Organizer: CROSSING, Oleg Nikiforov
The fast advancements in DNA sequencing technology make it possible to conduct full genome sequencing under $1000. At this reduced cost, personalized medicine and genetic tests (paternity, ancestry, …) will see more widespread use while genomic researchers will have access to cohorts of growing size. Since the genome is the ultimate personal identifier, this progress comes with big privacy concerns and much research is actually hindered by unsolved ethical, judicial and technical problems. Genomic data is spread all over the world in isolated non-cooperating data silos, rendering possibly seminal research difficult and blocking progress in personalized medicine.
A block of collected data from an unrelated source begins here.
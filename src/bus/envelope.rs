use chrono::{DateTime, Utc};
use uuid::Uuid;

/// A message in flight on the bus, with routing metadata.
#[derive(Debug, Clone)]
pub struct Envelope<M> {
    pub id: Uuid,
    pub topic: String,
    pub sender: String,
    /// Set on requests and on the single reply that answers them.
    pub correlation_id: Option<Uuid>,
    pub payload: M,
    pub sent_at: DateTime<Utc>,
}

impl<M> Envelope<M> {
    pub fn new(topic: impl Into<String>, sender: impl Into<String>, payload: M) -> Self {
        Self {
            id: Uuid::new_v4(),
            topic: topic.into(),
            sender: sender.into(),
            correlation_id: None,
            payload,
            sent_at: Utc::now(),
        }
    }

    pub fn with_correlation(mut self, correlation_id: Uuid) -> Self {
        self.correlation_id = Some(correlation_id);
        self
    }
}
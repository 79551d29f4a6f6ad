mod engine;
mod types;

pub use engine::RiskEngine;
pub use types::{PolicyTable, RiskAssessment, RiskLevel};
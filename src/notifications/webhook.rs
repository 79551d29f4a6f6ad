use super::traits::{Notification, NotificationChannel};
use anyhow::Context;
use reqwest::Client;
use serde_json::json;
use std::future::Future;
use std::pin::Pin;
use std::time::Duration;

/// JSON POST to a webhook URL.
///
/// The body carries a Discord-compatible `content` field plus the raw
/// reminder fields for other receivers.
pub struct WebhookNotifier {
    url: String,
    client: Client,
}

impl WebhookNotifier {
    pub fn new(url: impl Into<String>) -> Self {
        Self::with_timeout(url, 10)
    }

    pub fn with_timeout(url: impl Into<String>, timeout_secs: u64) -> Self {
        let client = Client::builder()
            .timeout(Duration::from_secs(timeout_secs))
            .connect_timeout(Duration::from_secs(5))
            .build()
            .unwrap_or_else(|_| Client::new());
        Self {
            url: url.into(),
            client,
        }
    }
}

impl NotificationChannel for WebhookNotifier {
    fn name(&self) -> &str {
        "webhook"
    }

    fn send<'a>(
        &'a self,
        notification: &'a Notification,
        target: &'a str,
    ) -> Pin<Box<dyn Future<Output = anyhow::Result<()>> + Send + 'a>> {
        Box::pin(async move {
            let body = json!({
                "content": notification.render(),
                "reminder_id": notification.reminder_id,
                "message": notification.message,
                "priority": notification.priority,
                "scheduled_time": notification.scheduled_time.to_rfc3339(),
                "target": target,
            });

            let response = self
                .client
                .post(&self.url)
                .json(&body)
                .send()
                .await
                .context("send webhook request")?;

            let status = response.status();
            if !status.is_success() {
                let text = response.text().await.unwrap_or_default();
                anyhow::bail!("webhook returned {status}: {}", text.trim());
            }
            Ok(())
        })
    }
}
use anyhow::Result;
use std::future::Future;
use tokio::task::JoinHandle;
use tokio::time::Duration;
use tokio_util::sync::CancellationToken;

/// Restart `run_component` with exponential backoff until `shutdown` fires.
///
/// A clean exit while not shutting down counts as a failure. With
/// `max_restarts > 0` the supervisor gives up after that many consecutive
/// failures.
pub(super) fn spawn_component_supervisor<F, Fut>(
    name: &'static str,
    initial_backoff_secs: u64,
    max_backoff_secs: u64,
    max_restarts: u32,
    shutdown: CancellationToken,
    mut run_component: F,
) -> JoinHandle<()>
where
    F: FnMut() -> Fut + Send + 'static,
    Fut: Future<Output = Result<()>> + Send + 'static,
{
    tokio::spawn(async move {
        let mut backoff = initial_backoff_secs.max(1);
        let max_backoff = max_backoff_secs.max(backoff);
        let mut consecutive_failures: u32 = 0;

        loop {
            tracing::info!(component = name, "daemon component starting");
            match run_component().await {
                Ok(()) if shutdown.is_cancelled() => {
                    tracing::info!(component = name, "daemon component stopped");
                    break;
                }
                Ok(()) => {
                    tracing::warn!(component = name, "daemon component exited unexpectedly");
                    backoff = initial_backoff_secs.max(1);
                    consecutive_failures = consecutive_failures.saturating_add(1);
                }
                Err(e) => {
                    tracing::error!(component = name, "daemon component failed: {e:#}");
                    consecutive_failures = consecutive_failures.saturating_add(1);
                }
            }

            if max_restarts > 0 && consecutive_failures > max_restarts {
                tracing::error!(
                    component = name,
                    "daemon component exceeded max restarts ({max_restarts}), circuit open"
                );
                break;
            }

            tokio::select! {
                () = shutdown.cancelled() => break,
                () = tokio::time::sleep(Duration::from_secs(backoff)) => {}
            }
            backoff = backoff.saturating_mul(2).min(max_backoff);
        }
    })
}

#[cfg(test)]
mod tests {
    use super::*;
    use std::sync::Arc;
    use std::sync::atomic::{AtomicU32, Ordering};

    #[tokio::test]
    async fn supervisor_opens_circuit_after_max_restarts() {
        let runs = Arc::new(AtomicU32::new(0));
        let counter = Arc::clone(&runs);
        let handle = spawn_component_supervisor(
            "daemon-test-fail",
            1,
            1,
            1,
            CancellationToken::new(),
            move || {
                counter.fetch_add(1, Ordering::SeqCst);
                async { anyhow::bail!("boom") }
            },
        );

        handle.await.unwrap();
        assert_eq!(runs.load(Ordering::SeqCst), 2);
    }

    #[tokio::test]
    async fn supervisor_stops_on_shutdown() {
        let shutdown = CancellationToken::new();
        let component_token = shutdown.clone();
        let handle = spawn_component_supervisor(
            "daemon-test-exit",
            1,
            1,
            0,
            shutdown.clone(),
            move || {
                let token = component_token.clone();
                async move {
                    token.cancelled().await;
                    Ok(())
                }
            },
        );

        tokio::time::sleep(Duration::from_millis(20)).await;
        assert!(!handle.is_finished());

        shutdown.cancel();
        tokio::time::timeout(Duration::from_secs(1), handle)
            .await
            .expect("supervisor should stop")
            .unwrap();
    }
}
This talk aims to give an overview of current applications of privacy enhancing technologies to various problems in genomic data handling. Open questions in genomic privacy will be presented. The audience will hopefully be inspired to invent new solutions tackling those open challenges
Sebastian Stammler is a CS PhD candidate at TU Darmstadt in Prof. Kay Hamachers group “Computational Biology & Simulation”. His research interest is genomic privacy, which covers all methods protecting and enhancing the privacy of individuals’ genomic data. He has done work on anonymization techniques and now focuses on cryptographic means like multi-party computation to enhance the privacy of genomic data processing.
Sebastian has a Diploma and Master in mathematics, from the Universities of Darmstadt (TU) and Cambridge. At both universities, he focused on pure mathematical subjects like Number Theory, Algebra and Modular Forms. Before joining Hamachers group, he ventured into the working world at Ernst & Young, doing financial mathematics and later joined a small IT integration company.